Video Above: Modernized DDG(X) Destroyer Warship Designed to Fight into 2060s and Beyond
By Kris Osborn – President & Editor-In-Chief, Warrior Maven
Several years ago the Navy put as many as 10 DDG 51 Flight III Destroyers on contract to help catapult the service into a new dimension of maritime attack capability, as the greatly upgraded ships have improved weapons, better computing and a much longer-range, far more sensitive radar system.
Flight III Destroyers
The Flight III destroyers, in development now for many years, are engineered to ensure the US Navy fleet stays in front of the competition as the world threat equation evolves and China continues to quickly build a new fleet of high-tech Type 055 semi-stealthy destroyers.
The Navy recently laid the keel for the future USS Jeremiah Denton (DDG 129), the latest Flight III Arleigh Burke destroyer to surge into a new phase of production. While the Navy is currently experimenting with concepts for its next-generation DDG X destroyer, the Flight III destroyers are intended to sail for decades into the future, given the sophistication of the weapons and technology now being built into the ships. In fact, early conceptual thinking regarding the new DDG X is that its technological systems, weapons and radar will likely be based upon those now integrating into the Flight iii, a plan which offers a window into Navy thinking regarding how sophisticated Flight III technologies are.
The cornerstone or foundation of the Flight III upgrade is the addition of a paradigm-changing AN/SPY-6 (V)1 Air and Missile Defense Radar system. This radar is reported by Navy and Raytheon developers to be 30-times more sensitive than its predecessor and help ship commanders detect enemy objects and threats half the size and twice the distance as previous radars can. This is quite a leap forward, given that the ranges of enemy weapons and sensors, coupled with multi-domain connectivity and networking, have dramatically increased the threat equation for surface warships.
SPY-6
The SPY-6 family moves beyond existing AN/SPY-1 ship-integrated radar systems and, according to an interesting essay in “Microwave Journal”…”handles 30 times more targets and has 30-times greater sensitivity than the SPY-1D(V).” (“Radar and Phased Array Breakthroughs,” Eli Booker)
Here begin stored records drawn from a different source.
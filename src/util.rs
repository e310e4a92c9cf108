use std::env;
use std::ffi::OsStr;
use std::path::{Path, PathBuf};

/// Locate an executable by name on `PATH`.
pub fn find_on_path(program: impl AsRef<OsStr>) -> Option<PathBuf> {
    let program = program.as_ref();
    if Path::new(program).components().count() > 1 {
        let candidate = PathBuf::from(program);
        return candidate.is_file().then_some(candidate);
    }

    let paths = env::var_os("PATH")?;
    env::split_paths(&paths)
        .map(|dir| dir.join(program))
        .find(|candidate| candidate.is_file())
}

/// First program from `candidates` present on `PATH`.
pub fn first_available<'a>(candidates: &[&'a str]) -> Option<(&'a str, PathBuf)> {
    candidates
        .iter()
        .find_map(|name| find_on_path(name).map(|path| (*name, path)))
}

/// Clamp a relative multiplier (1.0 = program default) into a signed percent
/// offset in `-100..=100`.
pub fn relative_percent(multiplier: f32) -> i32 {
    (((multiplier - 1.0) * 100.0).round() as i32).clamp(-100, 100)
}
use directories::ProjectDirs;
use std::path::PathBuf;

const APP_NAME: &str = "spellbee";

/// Centralized application directory resolution
pub struct AppDirs;

impl AppDirs {
    fn project() -> Option<ProjectDirs> {
        ProjectDirs::from("", "", APP_NAME)
    }

    pub fn config_path() -> PathBuf {
        match Self::project() {
            Some(pd) => pd.config_dir().join("config.json"),
            None => PathBuf::from("spellbee_config.json"),
        }
    }

    /// Where the log file goes; the terminal itself belongs to the TUI.
    pub fn log_path() -> Option<PathBuf> {
        if let Ok(home) = std::env::var("HOME") {
            let state_dir = PathBuf::from(home)
                .join(".local")
                .join("state")
                .join(APP_NAME);
            Some(state_dir.join("spellbee.log"))
        } else {
            Self::project().map(|pd| pd.data_local_dir().join("spellbee.log"))
        }
    }

    /// Default directory holding `click.wav`, `correct.wav` and `incorrect.wav`.
    pub fn sound_dir() -> Option<PathBuf> {
        Self::project().map(|pd| pd.data_dir().join("sounds"))
    }
}
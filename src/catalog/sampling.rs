use std::collections::BTreeSet;

use rand::seq::SliceRandom;
use rand::Rng;

use super::{Catalog, DEFAULT_RANDOM_GAME_SIZE};

impl Catalog {
    /// A uniformly shuffled copy of the catalog, cut to `min(n, len)` words.
    pub fn shuffled_sample(&self, n: usize) -> Vec<String> {
        self.shuffled_sample_with(n, &mut rand::thread_rng())
    }

    /// Same as [`Catalog::shuffled_sample`] with a caller-supplied rng.
    pub fn shuffled_sample_with<R: Rng + ?Sized>(&self, n: usize, rng: &mut R) -> Vec<String> {
        let mut words = self.words.clone();
        // Fisher-Yates; every permutation is equally likely
        words.shuffle(rng);
        words.truncate(n.min(self.words.len()));
        words
    }

    /// Every word whose first character matches `letter`, ignoring case, in
    /// catalog order. An empty result means the letter has nothing to play.
    pub fn words_starting_with(&self, letter: char) -> Vec<String> {
        self.words
            .iter()
            .filter(|word| starts_with_ignore_case(word, letter))
            .cloned()
            .collect()
    }

    /// Uppercase initials that have at least one word.
    pub fn letters_with_words(&self) -> BTreeSet<char> {
        self.words
            .iter()
            .filter_map(|word| word.chars().next())
            .flat_map(char::to_uppercase)
            .collect()
    }

    /// Number of words in an A-Z game for the given cap.
    pub fn random_game_size(&self, cap: usize) -> usize {
        self.words.len().min(cap)
    }

    /// An A-Z game: a shuffled sample of `min(len, cap)` words.
    pub fn random_game(&self, cap: Option<usize>) -> Vec<String> {
        let size = self.random_game_size(cap.unwrap_or(DEFAULT_RANDOM_GAME_SIZE));
        self.shuffled_sample(size)
    }
}

fn starts_with_ignore_case(word: &str, letter: char) -> bool {
    match word.chars().next() {
        Some(first) => first.to_lowercase().eq(letter.to_lowercase()),
        None => false,
    }
}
Raytheon’s SPY-6 radar transmitter uses a material known as military-grade Gallium Nitride (GaN), a substance explained by Raytheon developers as up to 1,000-times more efficient that the existing Gallium Arsenide used today.
When it comes to application, the SPY-6 radar systems streamline otherwise disparate fire-control and detection technologies; the SPY-6 can cue short-range, closer-in interceptors as well as longer-range ballistic missile interceptors such as an SM-3. This shortens sensor-to-shooter time and offers war commanders a longer window with which to make decisions about which countermeasure is needed. This integration is precisely the kind of defense needed to counter a multi-pronged, coordinated enemy attack potentially combining ballistic missiles with cruise missiles, drone attacks…and more.
With SPY-1, as its called, Commanders can see threats from much safer standoff distances and operate with a larger time window with which to respond and decide upon a defensive measure or counterattack. The AN/SPY-6 radar is also integrated into the Navy’s Aegis Combat System, an integrated suite of technologies combining Air-and-Cruise Missile Defense with Ballistic Missile Defense, on-board computing and fire control systems. With more precise threat data arriving at a faster pace from greater distances with greater fidelity, Aegis can incorporate and analyze new streams of precise threat track data with sufficient time to develop a counterattack plan and determine fire-control coordinates.
The DDG 51 Flight III upgrade is centered on the AN/SPY-6(V)1 Air and Missile Defense Radar and incorporates upgrades to the electrical power and cooling capacity plus additional associated changes to provide greatly enhanced warfighting capability to the fleet. Flight III is the latest Flight upgrade in the more than 30-year history of the class, building on the proud legacy of Flight I, II and IIA ships before it.
A Navy statement also said that HII’s Ingalls Shipbuilding is also in production on the future USS Lenah Sutcliffe Higbee (DDG 123), the future USS Jack H. Lucas (DDG 125), the future USS Ted Stevens (DDG 128) and the future USS George M. Neal (DDG 131).
Kris Osborn is the defense editor for the National Interest and President of Warrior Maven – the Center for Military Modernization. Osborn previously served at the Pentagon as a Highly Qualified Expert with the Office of the Assistant Secretary of the Army—Acquisition, Logistics & Technology. Osborn has also worked as an anchor and on-air military specialist at national TV networks. He has appeared as a guest military expert on Fox News, MSNBC, The Military Channel, and The History Channel. He also has a Masters Degree in Comparative Literature from Columbia University.